NEW HAVEN — An animal rights group is seeking an independent investigation into what it alleges is “multiple incidents of negligence within the animal experimentation program at Yale University.”
In a letter sent Feb. 10 to Yale President Peter Salovey, the group Stop Animal Exploitation NOW! asked for the investigation based on 11 incidents that have allegedly killed or abused more than 250 animals in two years.
“Compared to other universities, that is a high number of animals dying through instances of negligence, particularly when you have a high number of animals dying at one time,” Michael Budkie said Monday.
However, Karen N. Peart, university director of external communications, said in a statement Monday that Yale “takes seriously its responsibility for the appropriate care of animals; our laboratories comply with or exceed all federal regulations and independent accreditation standards.”
“As we continue to advance scientific knowledge and modern medicine, providing hope for millions of patients and their families, Yale scientists will sustain their commitment to the appropriate use of animals in research. Our faculty members employ animals only when there are no alternative models for advancing their research,” Peart said.

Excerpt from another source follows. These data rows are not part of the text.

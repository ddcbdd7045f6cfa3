//! Retrieval-to-answer pipeline
//!
//! This module turns similarity-search results into an answer prompt and
//! post-processes the generated answer:
//! - Ranking candidates by distance
//! - Building the bounded context block
//! - Rewriting inline keys into numbered citations with a references section

pub mod citation;
pub mod rank;

pub use citation::{Answer, Citation, CitationFormatter, CitationMap};
pub use rank::{build_context, order, select_context};

use crate::extract::UnitKind;
use anyhow::Result;
use serde::{Deserialize, Serialize};

/// A unit returned by similarity search for one question
#[derive(Debug, Clone, PartialEq, Serialize, Deserialize)]
pub struct Candidate {
    /// Key unique within one result set, `<table>_<id>`
    pub key: String,
    /// Row id within the unit's table
    pub id: i64,
    /// Kind of unit
    pub kind: UnitKind,
    /// Unit name
    pub name: String,
    /// Generated summary
    pub summary: String,
    /// Cosine distance to the question (lower is closer)
    pub distance: f64,
}

impl Candidate {
    /// Create a candidate keyed by its table and row id
    pub fn new(kind: UnitKind, id: i64, name: &str, summary: &str, distance: f64) -> Self {
        Self {
            key: stable_key(kind, id),
            id,
            kind,
            name: name.to_string(),
            summary: summary.to_string(),
            distance,
        }
    }
}

/// Build the key identifying a stored unit within a result set
pub fn stable_key(kind: UnitKind, id: i64) -> String {
    format!("{}_{}", kind.table_name(), id)
}

/// Candidates for one question, in retrieval order
///
/// Keys are unique: inserting an existing key replaces that candidate in place.
#[derive(Debug, Clone, Default, PartialEq)]
pub struct CandidateSet {
    candidates: Vec<Candidate>,
}

impl CandidateSet {
    pub fn new() -> Self {
        Self::default()
    }

    /// Insert a candidate, replacing any candidate with the same key
    pub fn insert(&mut self, candidate: Candidate) {
        match self.candidates.iter_mut().find(|c| c.key == candidate.key) {
            Some(existing) => *existing = candidate,
            None => self.candidates.push(candidate),
        }
    }

    pub fn get(&self, key: &str) -> Option<&Candidate> {
        self.candidates.iter().find(|c| c.key == key)
    }

    pub fn iter(&self) -> std::slice::Iter<'_, Candidate> {
        self.candidates.iter()
    }

    pub fn keys(&self) -> impl Iterator<Item = &str> {
        self.candidates.iter().map(|c| c.key.as_str())
    }

    pub fn len(&self) -> usize {
        self.candidates.len()
    }

    pub fn is_empty(&self) -> bool {
        self.candidates.is_empty()
    }

    /// Keep only the given keys, preserving retrieval order
    pub fn retain_keys(&self, keys: &[&str]) -> CandidateSet {
        self.candidates
            .iter()
            .filter(|c| keys.contains(&c.key.as_str()))
            .cloned()
            .collect()
    }
}

impl FromIterator<Candidate> for CandidateSet {
    fn from_iter<I: IntoIterator<Item = Candidate>>(iter: I) -> Self {
        let mut set = CandidateSet::new();
        for candidate in iter {
            set.insert(candidate);
        }
        set
    }
}

impl<'a> IntoIterator for &'a CandidateSet {
    type Item = &'a Candidate;
    type IntoIter = std::slice::Iter<'a, Candidate>;

    fn into_iter(self) -> Self::IntoIter {
        self.candidates.iter()
    }
}

/// Where a unit lives in the indexed tree
#[derive(Debug, Clone, PartialEq, Eq, Serialize, Deserialize)]
pub struct Location {
    /// Path of the file as it was indexed
    pub path: String,
    /// Enclosing class, for methods only
    pub class_name: Option<String>,
}

/// Resolves a stored unit to its source location
pub trait LocationLookup {
    /// Look up a unit; `Ok(None)` when no such unit exists
    fn lookup_location(&self, kind: UnitKind, id: i64) -> Result<Option<Location>>;
}

/// Compute cosine similarity between two vectors
pub fn cosine_similarity(a: &[f32], b: &[f32]) -> f64 {
    if a.len() != b.len() || a.is_empty() {
        return 0.0;
    }

    let dot_product: f64 = a.iter().zip(b.iter()).map(|(x, y)| (*x as f64) * (*y as f64)).sum();
    let norm_a: f64 = a.iter().map(|x| (*x as f64).powi(2)).sum::<f64>().sqrt();
    let norm_b: f64 = b.iter().map(|x| (*x as f64).powi(2)).sum::<f64>().sqrt();

    if norm_a == 0.0 || norm_b == 0.0 {
        return 0.0;
    }

    dot_product / (norm_a * norm_b)
}

/// Cosine distance, `1 - similarity`; zero vectors sit at distance 1
pub fn cosine_distance(a: &[f32], b: &[f32]) -> f64 {
    1.0 - cosine_similarity(a, b)
}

Budkie and his wife, Karen Budkie, are co-founders of the group, based in Milford, Ohio.
The totals were drawn from reports Yale is required to submit to the National Institutes of Health whenever there is an incident of neglect, abuse or death of experimental animals. The reports are required because Yale receives federal funds for its research.

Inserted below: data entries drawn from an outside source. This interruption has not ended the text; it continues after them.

//! Embedding generation for semantic search
//!
//! Supports local embedding via Ollama and OpenAI-compatible endpoints
//! (text-embeddings-inference, vLLM, OpenAI itself).

use super::client::{base_url, is_ollama};
use anyhow::{Context, Result};
use serde::{Deserialize, Serialize};

/// Trait for embedding providers
#[async_trait::async_trait]
pub trait EmbeddingProvider: Send + Sync {
    /// Generate embeddings for a batch of texts
    async fn embed_batch(&self, texts: &[String]) -> Result<Vec<Vec<f32>>>;

    /// Generate embedding for a single text
    async fn embed(&self, text: &str) -> Result<Vec<f32>> {
        let results = self.embed_batch(&[text.to_string()]).await?;
        results
            .into_iter()
            .next()
            .ok_or_else(|| anyhow::anyhow!("No embedding returned"))
    }

    /// Get the embedding dimension
    fn dimension(&self) -> usize;
}

/// Build the provider matching an endpoint
pub fn provider_for(
    endpoint: &str,
    model: &str,
    api_key: Option<&str>,
    dimension: usize,
) -> Box<dyn EmbeddingProvider> {
    if is_ollama(endpoint) {
        Box::new(LocalEmbedding::new(endpoint, model).with_dimension(dimension))
    } else {
        Box::new(OpenAIEmbedding::new(endpoint, model, api_key).with_dimension(dimension))
    }
}

/// Local embedding provider using Ollama
pub struct LocalEmbedding {
    /// API endpoint URL
    endpoint: String,
    /// Model name
    model: String,
    /// HTTP client
    client: reqwest::Client,
    /// Embedding dimension
    dimension: usize,
}

impl LocalEmbedding {
    /// Create a new local embedding provider
    pub fn new(endpoint: &str, model: &str) -> Self {
        Self {
            endpoint: base_url(endpoint).to_string(),
            model: model.to_string(),
            client: reqwest::Client::new(),
            dimension: 384, // Default for many sentence-transformer models
        }
    }

    /// Set the embedding dimension
    pub fn with_dimension(mut self, dim: usize) -> Self {
        self.dimension = dim;
        self
    }

    /// Embed a single text using Ollama API
    async fn embed_single(&self, text: &str) -> Result<Vec<f32>> {
        let url = format!("{}/api/embeddings", self.endpoint);

        let request = OllamaEmbeddingRequest {
            model: self.model.clone(),
            prompt: text.to_string(),
        };

        let response = self
            .client
            .post(&url)
            .json(&request)
            .send()
            .await
            .context("Failed to send embedding request")?;

        if !response.status().is_success() {
            let status = response.status();
            let body = response.text().await.unwrap_or_default();
            anyhow::bail!("Embedding request failed: {} - {}", status, body);
        }

        let result: OllamaEmbeddingResponse = response
            .json()
            .await
            .context("Failed to parse embedding response")?;

        Ok(result.embedding)
    }
}

#[async_trait::async_trait]
impl EmbeddingProvider for LocalEmbedding {
    async fn embed_batch(&self, texts: &[String]) -> Result<Vec<Vec<f32>>> {
        let mut embeddings = Vec::with_capacity(texts.len());

        for text in texts {
            let embedding = self.embed_single(text).await?;
            embeddings.push(embedding);
        }

        Ok(embeddings)
    }

    fn dimension(&self) -> usize {
        self.dimension
    }
}

/// Ollama embedding request
#[derive(Debug, Serialize)]
struct OllamaEmbeddingRequest {
    model: String,
    prompt: String,
}

/// Ollama embedding response
#[derive(Debug, Deserialize)]
struct OllamaEmbeddingResponse {
    embedding: Vec<f32>,
}

/// OpenAI-compatible embedding provider
pub struct OpenAIEmbedding {
    /// API endpoint URL
    endpoint: String,
    /// Model name
    model: String,
    /// API key
    api_key: Option<String>,
    /// HTTP client
    client: reqwest::Client,
    /// Embedding dimension
    dimension: usize,
}

impl OpenAIEmbedding {
    /// Create a new OpenAI-compatible embedding provider
    pub fn new(endpoint: &str, model: &str, api_key: Option<&str>) -> Self {
        Self {
            endpoint: base_url(endpoint).to_string(),
            model: model.to_string(),
            api_key: api_key.map(|s| s.to_string()),
            client: reqwest::Client::new(),
            dimension: 384,
        }
    }

    /// Set the embedding dimension
    pub fn with_dimension(mut self, dim: usize) -> Self {
        self.dimension = dim;
        self
    }
}

#[async_trait::async_trait]
impl EmbeddingProvider for OpenAIEmbedding {
    async fn embed_batch(&self, texts: &[String]) -> Result<Vec<Vec<f32>>> {
        let url = format!("{}/v1/embeddings", self.endpoint);

        let request = OpenAIEmbeddingRequest {
            model: self.model.clone(),
            input: texts.to_vec(),
        };

        let mut req_builder = self.client.post(&url).json(&request);

        if let Some(ref key) = self.api_key {
            req_builder = req_builder.header("Authorization", format!("Bearer {}", key));
        }

        let response = req_builder
            .send()
            .await
            .context("Failed to send embedding request")?;

        if !response.status().is_success() {
            let status = response.status();
            let body = response.text().await.unwrap_or_default();
            anyhow::bail!("Embedding request failed: {} - {}", status, body);
        }

        let result: OpenAIEmbeddingResponse = response
            .json()
            .await
            .context("Failed to parse embedding response")?;

        let mut embeddings: Vec<_> = result
            .data
            .into_iter()
            .map(|d| (d.index, d.embedding))
            .collect();

        // Sort by index to maintain order
        embeddings.sort_by_key(|(idx, _)| *idx);

        Ok(embeddings.into_iter().map(|(_, e)| e).collect())
    }

    fn dimension(&self) -> usize {
        self.dimension
    }
}

/// OpenAI embedding request
#[derive(Debug, Serialize)]
struct OpenAIEmbeddingRequest {
    model: String,
    input: Vec<String>,
}

/// OpenAI embedding response
#[derive(Debug, Deserialize)]
struct OpenAIEmbeddingResponse {
    data: Vec<OpenAIEmbeddingData>,
}

/// OpenAI embedding data item
#[derive(Debug, Deserialize)]
struct OpenAIEmbeddingData {
    index: usize,
    embedding: Vec<f32>,
}

/// Mock embedding provider for testing
///
/// Vectors are derived from a hash of the text, so equal texts embed
/// identically and distinct texts almost never do.
pub struct MockEmbedding {
    dimension: usize,
}

impl MockEmbedding {
    /// Create a new mock embedding provider
    pub fn new(dimension: usize) -> Self {
        Self { dimension }
    }
}

#[async_trait::async_trait]
impl EmbeddingProvider for MockEmbedding {
    async fn embed_batch(&self, texts: &[String]) -> Result<Vec<Vec<f32>>> {
        Ok(texts
            .iter()
            .map(|text| {
                let hash = crate::extract::content_hash(text);
                let bytes = hash.as_bytes();

                (0..self.dimension)
                    .map(|i| {
                        let byte = bytes[i % bytes.len()] as f32;
                        (byte / 255.0) * 2.0 - 1.0 // Normalize to [-1, 1]
                    })
                    .collect()
            })
            .collect())
    }

    fn dimension(&self) -> usize {
        self.dimension
    }
}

“This ongoing pattern of carelessness and negligence not only subjected hundreds of animals to unnecessary cruelty and death, but also raises serious questions regarding the competence of Yale research staff,” Budkie wrote to Salovey.

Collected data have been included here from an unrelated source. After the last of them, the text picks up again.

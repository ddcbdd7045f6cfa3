//! codebase-analysis - Retrieval-augmented question answering over source code
//!
//! This library splits source files into functions, classes and methods,
//! enriches them with LLM summaries and embeddings, stores them in SQLite,
//! and answers questions with numbered references back into the code.

pub mod cli;
pub mod extract;
pub mod llm;
pub mod pipeline;
pub mod repo;
pub mod retrieval;
pub mod storage;

/// Re-export commonly used types
pub use extract::{FileBreakdown, SourceUnit, UnitKind};
pub use pipeline::Orchestrator;
pub use repo::AppConfig;
pub use retrieval::{Answer, Candidate, CandidateSet, CitationFormatter};
pub use storage::Database;

/// Application-wide error type
pub use anyhow::Result;

/// Version information
pub const VERSION: &str = env!("CARGO_PKG_VERSION");
pub const APP_NAME: &str = "codebase-analysis";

“For if the staff cannot even be trusted to provide adequate food or water, follow their own protocols, or effectively monitor animals to prevent drowning, suffocation, or hyperthermia, then what does that say about the credibility of animal experimentation at Yale?” the letter stated.
The letters to the NIH included these reports:
A digital controller managing the heating and cooling system failed on March 6, 2017, “resulting in dangerously high humidity and temperature,” causing 90 mice to die or require euthanasia.
On Aug. 4, 2017, lesions were found on the tails of nine mice after they were irradiated and given bone marrow cells through their tails and then warmed by a heat lamp at too high a temperature. Two died and six had to be euthanized.
On Oct. 8, 2016, four of five mice died because they had no food in their cages. In the same report, Yale said 19 mice over 21 days old had their tails clipped, violating protocol, and had to be given pain-killing medication.
On April 28, 2016, four of 16 rats in a hypoxia chamber suffocated because the cage was stacked on others and its ventilation vent was blocked.
“For the most part, these are very basic problems,” Budkie said. “It’s extremely disturbing that a research facility the size of Yale and the prestige that that university has is incapable of making sure the animals are receiving food or water.”
He said many of the incidents had occurred over time. “What does that say about the competence of their staff and their ability to perform any kind of research that is meaningful in a scientific sense,” he said.
But Peart said the university “also takes seriously any animal care and use incidents and has created a culture in which the incidents are brought forward by all levels of the organization, fully investigated, corrective action is taken immediately, including disciplinary action if warranted, and reported to the Institutional Animal Care and Use Committee and outside agencies as appropriate.”
“Yale uses incidents to inform continuous improvement,” Peart said. “In fact, Yale personnel are extremely diligent and caring about their animal care and use responsibilities, which is why these incidents, collectively, represent the rare occurrence. Thus, when comparing the number of incidents across different institutions, one must take into account program size and reporting practices.”
The Budkies founded their organization in 1996 and Michael Budkie said he reviews the reports from the NIH’s Office of Laboratory Animal Welfare for more than 1,000 research facilities.
“When we bring up issues like this, we don’t bring them up if we’re not seeing something significant,” he said. “There’s a certain threshold in our opinion that you have to cross in terms of the seriousness of the problem and the number of them.”
He said SAEN opposes all animal research. “Our goal is not to get it regulated. We want to see it ended,” he said. “Animal research is a waste of time and money.” He said a better research method is the “organ on a chip technique,” in which human cells are cultured on a microchip and are able to mimic the functions of entire organs.
Budkie said Yale receives more than $150 million in federal funds for animal research, based on NIH reports.
In his letter to Salovey, Budkie demanded that Yale “launch an independent investigation of Yale’s animal experimentation practices to be conducted by a panel of experts including members of the animal rights community” and “at the conclusion of the investigation immediately terminate all staff responsible for the incidents which killed or abused animals.”